Fellows Guest Blog: Ravi Patel on How the RADIUS Fellowship Helped Him Settle in Canada

Guest blogger, Ravi Patel, is a member of the 2019 RADIUS Fellowship. In this blog, he examines which of the Fellowship sessions have had the biggest impact on him since he moved to Canada in 2018.

I moved to Vancouver in April 2018, after 27-years growing up in London, UK, and I still find myself looking in awe at the city’s mountain backdrops and sandy beaches. Yet, there’s a darker side to this beautiful country that many people are not familiar with when they first think about The Land of Maple Syrup.

I admit I am ashamed that I did not know more about this country’s colonial history before moving here. “What do you know about Britain’s influence on Canada’s colonial policies?” an elderly gentleman asked me while at a Karen Joseph presentation on reconciliation at SFU. I told him I was new to Canada from the UK, and he wasn’t surprised that I didn’t have a clue about his questions. Yet, through the RADIUS Fellowship, I am beginning to learn more about the struggles of Indigenous Peoples in Canada. My rose-tinted perception of the country has certainly become a lot more muddied.

If you’re non-white and live in London, asking someone about their ethnicity and background is a very easy thing to do. Sometimes you do it in order to force a sense of shared community. For immigrants in London, there can often be a sense that you “deserve” to be here – it is easy to find other immigrants or people of color and share moments of camaraderie centered on raising two fingers at Britain’s awful colonial legacy. It is this history that makes it almost ‘easy’ for immigrants to believe that Britain should now accept them and future generations of immigrants with open arms. 

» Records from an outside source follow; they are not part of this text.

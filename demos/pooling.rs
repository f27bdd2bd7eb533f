//! Pool and registry walk-through

use respool::{MetricsExporter, PoolConfig, PoolRegistry, Pooled};
use std::time::Duration;

#[derive(Debug)]
struct Enemy {
    kind: &'static str,
    id: u32,
}

impl Pooled for Enemy {
    type Target = u32;

    fn name(&self) -> &str {
        self.kind
    }

    fn target(&self) -> u32 {
        self.id
    }

    fn on_release(&mut self) {
        println!("   releasing enemy #{}", self.id);
    }
}

fn main() {
    println!("=== respool - Pooling Examples ===\n");

    let mut registry = PoolRegistry::new();

    // Example 1: spawn and recycle
    println!("1. Spawn and Recycle:");
    let pool = registry.create::<Enemy>(
        None,
        PoolConfig::new()
            .with_capacity(4)
            .with_expire_after(Duration::from_secs(30))
            .with_auto_release_interval(Duration::from_secs(10)),
    );

    for id in 0..3 {
        pool.register(Enemy { kind: "grunt", id }, false);
    }

    let target = pool.spawn("grunt").expect("an idle grunt exists");
    println!("   spawned grunt #{target}");
    println!("   active: {}, idle: {}", pool.active_count(), pool.idle_count());
    pool.recycle(&target);
    println!("   recycled, idle again: {}\n", pool.idle_count());

    // Example 2: priorities and locks
    println!("2. Priorities and Locks:");
    pool.set_priority(&0, 10);
    pool.set_locked(&1, true);
    pool.release_count(1);
    println!("   after releasing 1: {} remain (locked and high-priority kept)\n", pool.count());

    // Example 3: the per-frame tick
    println!("3. Maintenance Tick:");
    let dt = Duration::from_secs(31);
    registry.tick(dt, dt);
    let remaining = registry.pool::<Enemy>(None).unwrap().count();
    println!("   after 31 simulated seconds: {remaining} remain (locked one kept)\n");

    // Example 4: metrics
    println!("4. Metrics:");
    let metrics = registry.pool::<Enemy>(None).unwrap().metrics();
    println!("{}", MetricsExporter::export_prometheus(&metrics, "enemies", None));

    registry.shutdown();
}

But now that I’m in Canada, I’ve lost my sense of belonging. I realize I do not “deserve” to be here. I am a new immigrant living on unceded territory and the rent I pay goes to non-Indigenous private landlords. How do I reconcile being born in a country that systematically oppressed my ancestors through its colonial hegemony, to now being an immigrant in a country where its own Indigenous people are fighting against decades of colonial rule and power?

The RADIUS Fellowship has helped me to unpack some of these complex issues. I turn up to a weekly workshop session surrounded by a brilliant cohort of Fellows, and the most thoughtful facilitators who push me to think critically. 

Here are three Fellowship sessions that have had the most impact on me:

Opening weekend retreat – personal story mapping 

The facilitators led us through a session on how to visually draw and present our personal story using the metaphor of the start and journey of a flowing river. I’ve never had the chance to reflect on who I am today in such a visual way. The process helped me to stitch together disparate bits of my personal story and background and help paint a clearer picture of how the person I am today is a result of the experiences that have shaped me.

Positionality session by Laura Cuthbert – Status, Power and Rank

In this session, we learned about a framework from Leticia Nieto that helps us to understand how every individual has a Target (oppressed) and Agent (oppressor) identity. For example, I have an Agent identity as a man in the tech workplace. However, I have a Target identity (being brown skinned and of Indian heritage) when working in an office where the majority of people are white. This session really helped me to understand the concept of cultural assimilation and the survival skills that minorities often deploy in order to ‘fit in’ with the dominant (and often oppressive) societal structures around them.

Deep Democracy 

This session forced all Fellows to get out of our echo chambers and begin to master the art of healthy conflict. Deep Democracy is a facilitation technique that creates carefully constructed spaces where “ordinary people, not just experts, can say what they think and hear from others who disagree with them or have different experiences.” During the session, we took part in something called the Soft Shoe Shuffle. Participants physically place themselves along an imaginary spectrum in the room (‘strongly agree’ at one end and ‘strongly disagree’ at the other) relative to a specific topic that is up for debate. If you agree with the substance of an argument that someone makes, you can silently shuffle towards them to demonstrate your support for their viewpoint. Or you can move further away from someone you disagree with. I found this to be one of the most valuable sessions in terms of improving my ability to listen deeply and grapple with two opposing ideas and understanding the merits of both.

The RADIUS Fellowship has shaped my move to Canada and enriched it in ways I did not imagine! I’m looking forward to staying connected with the community as I continue to learn, grow and begin to take the learnings from the workshops and try to apply them in the real world around me.